Dabei gibt Händels Musik, mit der die Nürnberger Oper bislang nur sehr zurückhaltend Umgang pflegte, reichlich Gelegenheit zu vokaler Hochseilartistik. Dirigent Wolfgang Katschner hat die Staatsphilharmonie erweitert, setzt eine historisch ausgestattete Continuo-Gruppe als gerne auch ratternden Schrittmacher ein und entwickelt damit seinen vitalen, ständig vorwärts drängenden Sound der Song-Spaliere. Latente Herausforderung für die Sänger, die mit viel kämpferischer Energie antreten und die Koloratur-Serpentinen oft brillant, durchweg achtbar bewältigen. Mezzosopranistin Almerija Delic in der Titelrolle steigert sich ständig aus gewisser Defensiv-Elegie bis zur finalen Furien-Arie, der Counter Zvi Emanuel-Marial (Arsamene) gewinnt nach und nach an Profil, die jungen Sopranistinnen Julia Grüter (Romilda) und Andromahi Raptis (Atlanta) klingen nach Versprechen für die Zukunft.

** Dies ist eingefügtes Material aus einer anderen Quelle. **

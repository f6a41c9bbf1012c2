//! Catalog aggregation
//!
//! Merges every domain's declaration for one environment into a single
//! [`Catalog`]. Aggregation is fail-fast: the first unreadable or malformed
//! declaration aborts the run and nothing is returned for the others.

pub mod discovery;
pub mod schemas;

use std::fs;
use std::path::PathBuf;

use crate::catalog::Catalog;
use crate::domain::{DomainDeclaration, Environment};
use crate::error::{Result, fs::read_failed, input::declaration_parse_failed};

pub use discovery::{DeclarationFile, DomainLayout};
pub use schemas::aggregate_schema_catalog;

/// Outcome of aggregating one environment
#[derive(Debug, Clone)]
pub struct Aggregation {
    pub catalog: Catalog,

    /// Declaration files merged, in merge order
    pub sources: Vec<DeclarationFile>,

    /// Non-fatal findings, e.g. schema references pointing at missing files
    pub warnings: Vec<String>,
}

/// Aggregate all declarations of `environment` found in `layout`
pub fn aggregate_catalog(layout: &DomainLayout, environment: &Environment) -> Result<Aggregation> {
    let sources = layout.declarations(environment)?;
    let mut catalog = Catalog::new();
    let mut warnings = Vec::new();

    if sources.is_empty() {
        warnings.push(format!(
            "No {} files found in {}/*/{}/",
            discovery::DECLARATION_FILE,
            discovery::DOMAINS_DIR,
            environment
        ));
    }

    for source in &sources {
        let declaration = read_declaration(layout, source)?;
        warnings.extend(missing_schema_files(layout, environment, source, &declaration));
        catalog.merge_domain(&source.domain, &declaration);
    }

    Ok(Aggregation {
        catalog,
        sources,
        warnings,
    })
}

pub fn read_declaration(layout: &DomainLayout, source: &DeclarationFile) -> Result<DomainDeclaration> {
    let display_path = layout.relative(&source.path);
    let content =
        fs::read_to_string(&source.path).map_err(|e| read_failed(&display_path, e.to_string()))?;
    DomainDeclaration::from_yaml(&content)
        .map_err(|e| declaration_parse_failed(&source.domain, &display_path, e.to_string()))
}

/// Schema file references are advisory here; content is checked elsewhere
fn missing_schema_files(
    layout: &DomainLayout,
    environment: &Environment,
    source: &DeclarationFile,
    declaration: &DomainDeclaration,
) -> Vec<String> {
    let env_dir = layout.env_dir(&source.domain, environment);
    declaration
        .schemas
        .iter()
        .filter(|schema| !env_dir.join(&schema.schema_file).is_file())
        .map(|schema| {
            let expected: PathBuf = env_dir.join(&schema.schema_file);
            format!(
                "Schema subject '{}' of domain '{}' references missing file {}",
                schema.subject,
                source.domain,
                layout.relative(&expected)
            )
        })
        .collect()
}
//! Cluster metadata resolution
//!
//! The provisioning document needs to know which cluster and schema registry
//! it targets. That information either comes from the process environment
//! (CI injects it per deployment environment) or from a YAML document checked
//! into the repository. The two are one tagged strategy so callers never mix
//! sources.

use std::fs;
use std::path::{Path, PathBuf};

use serde::{Deserialize, Serialize};

use crate::error::{
    Result,
    config::missing_metadata,
    fs::{not_found, read_failed},
    input::metadata_parse_failed,
};

pub const CLUSTER_ID_VAR: &str = "KAFKA_CLUSTER_ID";
pub const ENVIRONMENT_ID_VAR: &str = "CONFLUENT_ENVIRONMENT_ID";
pub const REST_ENDPOINT_VAR: &str = "KAFKA_REST_ENDPOINT";
pub const SCHEMA_REGISTRY_ID_VAR: &str = "SCHEMA_REGISTRY_ID";
pub const SCHEMA_REGISTRY_ENDPOINT_VAR: &str = "SCHEMA_REGISTRY_ENDPOINT";

/// Identifiers and endpoints of the target cluster; never credentials
#[derive(Debug, Clone, PartialEq, Eq, Serialize, Deserialize)]
pub struct ClusterMetadata {
    pub cluster_id: String,
    pub environment_id: String,
    pub rest_endpoint: String,
    pub schema_registry_id: String,
    pub schema_registry_endpoint: String,
}

/// Where cluster metadata is read from
#[derive(Debug, Clone, PartialEq, Eq)]
pub enum MetadataSource {
    /// Process environment variables
    Environment,
    /// A YAML document with the [`ClusterMetadata`] fields
    Document(PathBuf),
}

impl MetadataSource {
    pub fn from_option(path: Option<PathBuf>) -> Self {
        path.map_or(MetadataSource::Environment, MetadataSource::Document)
    }

    /// Resolve metadata from this source
    pub fn resolve(&self) -> Result<ClusterMetadata> {
        match self {
            MetadataSource::Environment => {
                resolve_with(|key| std::env::var(key).ok(), "environment variable")
            }
            MetadataSource::Document(path) => load_document(path),
        }
    }
}

/// Resolve metadata through `lookup`; empty values count as missing
pub fn resolve_with<F>(lookup: F, origin: &str) -> Result<ClusterMetadata>
where
    F: Fn(&str) -> Option<String>,
{
    let get = |key: &str| -> Result<String> {
        lookup(key)
            .map(|value| value.trim().to_string())
            .filter(|value| !value.is_empty())
            .ok_or_else(|| missing_metadata(key, origin))
    };

    Ok(ClusterMetadata {
        cluster_id: get(CLUSTER_ID_VAR)?,
        environment_id: get(ENVIRONMENT_ID_VAR)?,
        rest_endpoint: get(REST_ENDPOINT_VAR)?,
        schema_registry_id: get(SCHEMA_REGISTRY_ID_VAR)?,
        schema_registry_endpoint: get(SCHEMA_REGISTRY_ENDPOINT_VAR)?,
    })
}

fn load_document(path: &Path) -> Result<ClusterMetadata> {
    let display = path.display().to_string();
    if !path.is_file() {
        return Err(not_found(display));
    }
    let content = fs::read_to_string(path).map_err(|e| read_failed(&display, e.to_string()))?;
    let metadata: ClusterMetadata =
        serde_yaml::from_str(&content).map_err(|e| metadata_parse_failed(&display, e.to_string()))?;

    for (field, value) in [
        ("cluster_id", &metadata.cluster_id),
        ("environment_id", &metadata.environment_id),
        ("rest_endpoint", &metadata.rest_endpoint),
        ("schema_registry_id", &metadata.schema_registry_id),
        ("schema_registry_endpoint", &metadata.schema_registry_endpoint),
    ] {
        if value.trim().is_empty() {
            return Err(missing_metadata(field, &display));
        }
    }

    Ok(metadata)
}

#[cfg(test)]
mod tests {
    use super::*;
    use crate::error::CatalogError;
    use serial_test::serial;
    use std::collections::HashMap;
    use tempfile::TempDir;

    fn full_env() -> HashMap<&'static str, &'static str> {
        HashMap::from([
            (CLUSTER_ID_VAR, "lkc-123"),
            (ENVIRONMENT_ID_VAR, "env-abc"),
            (REST_ENDPOINT_VAR, "https://pkc.example:443"),
            (SCHEMA_REGISTRY_ID_VAR, "lsrc-9"),
            (SCHEMA_REGISTRY_ENDPOINT_VAR, "https://psrc.example"),
        ])
    }

    #[test]
    fn test_resolve_with_complete_lookup() {
        let vars = full_env();
        let metadata = resolve_with(|k| vars.get(k).map(|v| (*v).to_string()), "test").unwrap();
        assert_eq!(metadata.cluster_id, "lkc-123");
        assert_eq!(metadata.schema_registry_endpoint, "https://psrc.example");
    }

    #[test]
    fn test_missing_variable_is_named() {
        let mut vars = full_env();
        vars.remove(REST_ENDPOINT_VAR);
        let err = resolve_with(|k| vars.get(k).map(|v| (*v).to_string()), "test").unwrap_err();
        assert!(matches!(err, CatalogError::MissingMetadata { ref key, .. } if key == REST_ENDPOINT_VAR));
    }

    #[test]
    fn test_blank_variable_counts_as_missing() {
        let mut vars = full_env();
        vars.insert(CLUSTER_ID_VAR, "  ");
        assert!(resolve_with(|k| vars.get(k).map(|v| (*v).to_string()), "test").is_err());
    }

    #[test]
    fn test_document_source() {
        let temp = TempDir::new().unwrap();
        let path = temp.path().join("cluster.yaml");
        std::fs::write(
            &path,
            "cluster_id: lkc-1\nenvironment_id: env-1\nrest_endpoint: https://rest\nschema_registry_id: lsrc-1\nschema_registry_endpoint: https://sr\n",
        )
        .unwrap();

        let metadata = MetadataSource::Document(path).resolve().unwrap();
        assert_eq!(metadata.environment_id, "env-1");
    }

    #[test]
    fn test_document_with_blank_field_is_rejected() {
        let temp = TempDir::new().unwrap();
        let path = temp.path().join("cluster.yaml");
        std::fs::write(
            &path,
            "cluster_id: ''\nenvironment_id: env-1\nrest_endpoint: https://rest\nschema_registry_id: lsrc-1\nschema_registry_endpoint: https://sr\n",
        )
        .unwrap();
        assert!(MetadataSource::Document(path).resolve().is_err());
    }

    #[test]
    fn test_missing_document_is_error() {
        let temp = TempDir::new().unwrap();
        let source = MetadataSource::from_option(Some(temp.path().join("absent.yaml")));
        assert!(matches!(
            source.resolve().unwrap_err(),
            CatalogError::FileNotFound { .. }
        ));
    }

    #[test]
    #[serial]
    fn test_environment_source_reads_process_env() {
        for (key, value) in full_env() {
            unsafe {
                std::env::set_var(key, value);
            }
        }

        let metadata = MetadataSource::from_option(None).resolve();

        for key in full_env().keys() {
            unsafe {
                std::env::remove_var(key);
            }
        }
        assert_eq!(metadata.unwrap().rest_endpoint, "https://pkc.example:443");
    }
}
//! Schema-only catalog aggregation
//!
//! Every `domains/<domain>/<env>/schemas/<subject>.avsc` becomes one entry.
//! Each document must be valid JSON; the first invalid one aborts the run.

use std::fs;

use super::discovery::{DomainLayout, SchemaDocument};
use crate::catalog::{SchemaCatalog, SchemaFileEntry};
use crate::domain::Environment;
use crate::error::{Result, fs::read_failed, input::schema_parse_failed};

/// Outcome of aggregating schema documents for one environment
#[derive(Debug, Clone)]
pub struct SchemaAggregation {
    pub catalog: SchemaCatalog,
    pub documents: Vec<SchemaDocument>,
}

/// Collect all schema documents of `environment`
pub fn aggregate_schema_catalog(
    layout: &DomainLayout,
    environment: &Environment,
) -> Result<SchemaAggregation> {
    let documents = layout.schema_documents(environment)?;
    let mut catalog = SchemaCatalog::new(environment);

    for document in &documents {
        let file_path = layout.relative(&document.path);
        let content =
            fs::read_to_string(&document.path).map_err(|e| read_failed(&file_path, e.to_string()))?;
        serde_json::from_str::<serde_json::Value>(&content)
            .map_err(|e| schema_parse_failed(&document.domain, &file_path, e.to_string()))?;

        let file_name = document
            .path
            .file_name()
            .map(|n| n.to_string_lossy().to_string())
            .unwrap_or_default();

        catalog.schemas.push(SchemaFileEntry {
            subject: document.subject.clone(),
            domain: document.domain.clone(),
            file_path,
            file_name,
        });
    }

    Ok(SchemaAggregation { catalog, documents })
}
//! File system errors

use super::CatalogError;

/// Creates a file not found error
pub fn not_found(path: impl Into<String>) -> CatalogError {
    CatalogError::FileNotFound { path: path.into() }
}

/// Creates a file read failed error
pub fn read_failed(path: impl Into<String>, reason: impl Into<String>) -> CatalogError {
    CatalogError::FileReadFailed {
        path: path.into(),
        reason: reason.into(),
    }
}

/// Creates a file write failed error
pub fn write_failed(path: impl Into<String>, reason: impl Into<String>) -> CatalogError {
    CatalogError::FileWriteFailed {
        path: path.into(),
        reason: reason.into(),
    }
}

/// Creates an IO error
pub fn io_error(message: impl Into<String>) -> CatalogError {
    CatalogError::IoError {
        message: message.into(),
    }
}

„Geht jetzt vergnügt durchs Leben“ wird am Ende dringlich empfohlen, wenn die Skater-Jugend ihre Verhältnisse einigermaßen geordnet hat, aber der Zuschauer immer noch nicht ganz sicher ist, wer denn da wen wirklich liebt – und warum bloß. Aber da hagelten auch schon Buh-Rufe auf das Regie-Team.